Marina seems even more desperate to erase her old self, claiming that her new (generic) love-lorn material is far more personal than her old songs on The Family Jewels. I don't believe this for a second. Tracks like The Outsider and Girls don't write themselves. They're clearly motivated by a sense of isolation and spite, respectively, and as such, are quite personal. This makes it all the more confusing as to why Marina is so aggressively battling her early material. It's as if she's trying to prove to herself that she's worthy of more than just an indie crown. However, in doing so, she's losing a fiercely loyal fan base that was drawn to the personal nature of her music. Very few artists (i.e. Fiona Apple, Bright Eyes) achieve this sort of intense devotion resulting from the creation of purely confessional music.

VV Brown has done it best.

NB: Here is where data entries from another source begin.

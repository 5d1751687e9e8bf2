//! Synchronous driver - Chunker and ChunkIter.
//!
//! This module drives a [`ChunkBuffer`] from a blocking source. It
//! provides two main types:
//!
//! - [`Chunker`] - Holds a validated configuration and starts chunking operations
//! - [`ChunkIter`] - Iterator that yields fixed-size chunks from a [`FragmentSource`]
//!
//! # Example
//!
//! ```no_run
//! use rechunk::{Chunker, ChunkConfig};
//! use std::fs::File;
//!
//! let file = File::open("attachment.pdf")?;
//! let chunker = Chunker::new(ChunkConfig::new(3 * 1024)?)?;
//!
//! for chunk in chunker.chunk(file) {
//!     let chunk = chunk?;
//!     println!("Chunk: {} bytes @ {}", chunk.len(), chunk.offset);
//! }
//! # Ok::<(), Box<dyn std::error::Error>>(())
//! ```

use std::io::{self, Read};
use std::iter::FusedIterator;
use std::num::NonZeroUsize;

use bytes::Bytes;

use crate::chunk::Chunk;
use crate::config::ChunkConfig;
use crate::encode::{Encoded, Encoder};
use crate::error::ChunkError;
use crate::source::{FragmentSource, IterSource, ReaderSource};
use crate::stage::{ChunkBuffer, Signal};

/// Starts rechunking operations with a shared configuration.
///
/// # Example
///
/// ```
/// use rechunk::{Chunker, ChunkConfig};
/// use std::io::Cursor;
///
/// let chunker = Chunker::new(ChunkConfig::new(4)?)?;
/// let chunks: Vec<_> = chunker
///     .chunk(Cursor::new(&b"some data"[..]))
///     .collect::<Result<_, _>>()?;
///
/// assert_eq!(chunks.len(), 3);
/// assert_eq!(&chunks[2].data[..], b"a");
/// # Ok::<(), rechunk::ChunkError>(())
/// ```
#[derive(Debug, Clone)]
pub struct Chunker {
    config: ChunkConfig,
}

impl Chunker {
    /// Creates a chunker with the given configuration.
    ///
    /// # Errors
    ///
    /// Returns [`ChunkError::InvalidConfig`] if the configuration is invalid.
    pub fn new(config: ChunkConfig) -> Result<Self, ChunkError> {
        config.validate()?;
        Ok(Self { config })
    }

    /// Returns the configuration used by this chunker.
    pub fn config(&self) -> &ChunkConfig {
        &self.config
    }

    /// Creates a chunking iterator over a reader.
    ///
    /// The reader is read `read_size` bytes at a time, and only when the
    /// consumer asks for a chunk that is not already buffered.
    pub fn chunk<R: Read>(&self, reader: R) -> ChunkIter<ReaderSource<R>> {
        self.chunk_source(ReaderSource::new(reader, self.config.read_size()))
    }

    /// Creates a chunking iterator over an iterator of fragments.
    ///
    /// # Example
    ///
    /// ```
    /// use bytes::Bytes;
    /// use rechunk::{Chunker, ChunkConfig};
    ///
    /// let fragments = ["ab", "cde", "f"].map(|f| Ok(Bytes::from(f)));
    /// let chunker = Chunker::new(ChunkConfig::new(2)?)?;
    ///
    /// let chunks: Vec<_> = chunker
    ///     .chunk_fragments(fragments)
    ///     .map(|c| c.map(|c| c.data))
    ///     .collect::<Result<_, _>>()?;
    /// assert_eq!(chunks, ["ab", "cd", "ef"]);
    /// # Ok::<(), rechunk::ChunkError>(())
    /// ```
    pub fn chunk_fragments<I>(&self, fragments: I) -> ChunkIter<IterSource<I::IntoIter>>
    where
        I: IntoIterator<Item = io::Result<Bytes>>,
    {
        self.chunk_source(IterSource::new(fragments))
    }

    /// Creates a chunking iterator over any fragment source.
    pub fn chunk_source<S: FragmentSource>(&self, source: S) -> ChunkIter<S> {
        ChunkIter::from_parts(source, ChunkBuffer::with_target(self.target()))
    }

    /// Chunks an in-memory buffer.
    ///
    /// Chunks are zero-copy slices of `data`.
    ///
    /// # Example
    ///
    /// ```
    /// use rechunk::{Chunker, ChunkConfig};
    ///
    /// let chunker = Chunker::new(ChunkConfig::new(3)?)?;
    /// let chunks = chunker.chunk_bytes(&b"abcde"[..]);
    ///
    /// assert_eq!(chunks.len(), 2);
    /// assert_eq!(chunks[1].offset, 3);
    /// # Ok::<(), rechunk::ChunkError>(())
    /// ```
    pub fn chunk_bytes(&self, data: impl Into<Bytes>) -> Vec<Chunk> {
        let data = data.into();
        let target = self.target().get();

        (0..data.len())
            .step_by(target)
            .map(|start| {
                let end = (start + target).min(data.len());
                Chunk::new(data.slice(start..end), start as u64)
            })
            .collect()
    }

    fn target(&self) -> NonZeroUsize {
        // Validated in `new`.
        NonZeroUsize::new(self.config.target_size()).unwrap_or(NonZeroUsize::MIN)
    }
}

impl Default for Chunker {
    fn default() -> Self {
        Self {
            config: ChunkConfig::default(),
        }
    }
}

/// An iterator that yields fixed-size chunks from a fragment source.
///
/// Each call to [`Iterator::next`] is one unit of downstream demand. The
/// source is pulled only when the buffered bytes cannot satisfy it, one
/// fragment at a time. The source is released when the stream completes,
/// fails or is cancelled.
///
/// After an error has been yielded the iterator returns `None`.
#[derive(Debug)]
pub struct ChunkIter<S> {
    source: S,
    stage: ChunkBuffer,
}

impl<S: FragmentSource> ChunkIter<S> {
    /// Creates an iterator over `source` using `config`.
    ///
    /// # Errors
    ///
    /// Returns [`ChunkError::InvalidConfig`] if the configuration is invalid.
    pub fn new(source: S, config: &ChunkConfig) -> Result<Self, ChunkError> {
        Ok(Self::from_parts(source, ChunkBuffer::from_config(config)?))
    }

    fn from_parts(source: S, stage: ChunkBuffer) -> Self {
        Self { source, stage }
    }

    /// Cancels the stream.
    ///
    /// Buffered bytes are dropped without being emitted, the source is
    /// released and no further fragments are pulled. Subsequent calls to
    /// `next` return `None`.
    pub fn cancel(&mut self) {
        self.stage.on_cancel();
        self.source.release();
    }

    /// Returns the underlying stage.
    pub fn stage(&self) -> &ChunkBuffer {
        &self.stage
    }

    /// Returns the underlying source.
    pub fn source(&self) -> &S {
        &self.source
    }

    /// Returns the target chunk size.
    pub fn target_size(&self) -> usize {
        self.stage.target_size()
    }

    /// Maps every chunk through `encoder`.
    ///
    /// # Errors
    ///
    /// Returns [`ChunkError::InvalidConfig`] if the target size is not a
    /// multiple of the encoder's unit, since chunk boundaries would then
    /// split encoder groups.
    pub fn encode<E: Encoder>(self, encoder: E) -> Result<Encoded<Self, E>, ChunkError> {
        let target_size = self.target_size();
        Encoded::new(self, encoder, target_size)
    }
}

impl<S: FragmentSource> Iterator for ChunkIter<S> {
    type Item = Result<Chunk, ChunkError>;

    fn next(&mut self) -> Option<Self::Item> {
        let mut signal = self.stage.on_demand();

        loop {
            signal = match signal {
                Signal::Emit(chunk) => {
                    if self.stage.is_terminated() {
                        self.source.release();
                    }
                    return Some(Ok(chunk));
                }
                Signal::Pull => match self.source.pull() {
                    Some(Ok(fragment)) => self.stage.on_fragment(fragment),
                    Some(Err(e)) => self.stage.on_upstream_failure(e),
                    None => self.stage.on_upstream_end(),
                },
                Signal::Failed(e) => {
                    self.source.release();
                    return Some(Err(e));
                }
                // Pulls resolve before returning here, so waiting means done.
                Signal::Idle | Signal::Complete => {
                    self.source.release();
                    return None;
                }
            };
        }
    }
}

impl<S: FragmentSource> FusedIterator for ChunkIter<S> {}

#[cfg(test)]
mod tests {
    use super::*;
    use std::io::Cursor;

    #[test]
    fn test_chunker_empty() {
        let chunker = Chunker::default();
        assert!(chunker.chunk_bytes(&b""[..]).is_empty());

        let mut iter = chunker.chunk(Cursor::new(Vec::new()));
        assert!(iter.next().is_none());
        assert!(iter.source().is_released());
    }

    #[test]
    fn test_chunker_rejects_invalid_config() {
        let config = ChunkConfig::default().with_target_size(0);
        assert!(Chunker::new(config).is_err());
        assert!(ChunkIter::new(IterSource::new(Vec::new()), &config).is_err());
    }

    #[test]
    fn test_chunk_bytes_matches_iterator() {
        let data: Vec<u8> = (0..1000).map(|i| (i % 251) as u8).collect();
        let chunker = Chunker::new(ChunkConfig::new(64).unwrap().with_read_size(100)).unwrap();

        let direct = chunker.chunk_bytes(data.clone());
        let streamed: Vec<_> = chunker
            .chunk(Cursor::new(&data))
            .collect::<Result<Vec<_>, _>>()
            .unwrap();

        assert_eq!(direct, streamed);
        assert_eq!(direct.len(), 16);
        assert_eq!(direct.last().unwrap().len(), 1000 - 15 * 64);
    }

    #[test]
    fn test_chunk_offsets() {
        let data: Vec<u8> = (0..1000).map(|i| (i % 256) as u8).collect();
        let chunker = Chunker::new(ChunkConfig::new(48).unwrap().with_read_size(7)).unwrap();

        let mut expected_offset = 0u64;
        for chunk in chunker.chunk(Cursor::new(&data)) {
            let chunk = chunk.unwrap();
            assert_eq!(chunk.offset, expected_offset);
            expected_offset = chunk.end();
        }
        assert_eq!(expected_offset, data.len() as u64);
    }

    #[test]
    fn test_cancel_releases_reader() {
        let chunker = Chunker::new(ChunkConfig::new(2).unwrap().with_read_size(3)).unwrap();
        let mut iter = chunker.chunk(Cursor::new(b"abcdef".to_vec()));

        assert_eq!(&iter.next().unwrap().unwrap().data[..], b"ab");
        assert_eq!(iter.stage().buffered_len(), 1);

        iter.cancel();
        assert!(iter.source().is_released());
        assert_eq!(iter.stage().buffered_len(), 0);
        assert!(iter.next().is_none());
    }

    #[test]
    fn test_error_ends_iteration() {
        let fragments = vec![
            Ok(Bytes::from_static(b"abc")),
            Err(io::Error::new(io::ErrorKind::UnexpectedEof, "truncated")),
            Ok(Bytes::from_static(b"never")),
        ];
        let chunker = Chunker::new(ChunkConfig::new(2).unwrap()).unwrap();
        let mut iter = chunker.chunk_fragments(fragments);

        assert_eq!(&iter.next().unwrap().unwrap().data[..], b"ab");
        assert!(matches!(iter.next(), Some(Err(ChunkError::Upstream(_)))));
        assert!(iter.source().is_released());
        assert!(iter.next().is_none());
    }
}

Sometime this summer, she will be releasing her second album, Lollipops and Politics. Earlier this year, we posted the album preview, and it sounds fantastic. Featuring a combination of instrumentals, synths, and social commentary, this album seems to be quite a bit better than her last record, Traveling Like The Light. However, VV says that she will always stand behind the indie-POP of her debut, stating that no matter where her life takes her/how her music evolves, that first album will always be a true representation of who she was. This is the mature way to grow as an artist, because it provides VV with the space to change while also honoring the fans who found (and continue to find) a sense of solace in the deeply personal sound and lyrics of her debut.

As Minna puts it, "to thine own self be true." It is possible to progress artistically without disowning one's prior work. Such renouncement is not only juvenile in the sense of "If I close my eyes and pretend not to see it, it doesn't exist," but it is also incredibly disrespectful to the fans who have been there from the start. I wholeheartedly believe that the minute an artist caters his/her work to his/her fans' preferences, s/he compromises his/her artistic integrity. However, recognizing and appreciating one's fan base does not require any compromise. It doesn't require any semblance of artistic stagnation; all it necessitates is the validation of material that holds immense sentimental value in fans' eyes, minds, and hearts. Music is so over-run with fakery. Therefore, why taint the truth simply as a means of getting ahead and/or breaking into the mainstream? Such is the act of a sell-out. 

Unapologetically,

Gregory

1 comment:

  1. Isn't Marina's whole deal this time around that she's making fun of female pop musicians? That's my problem with her.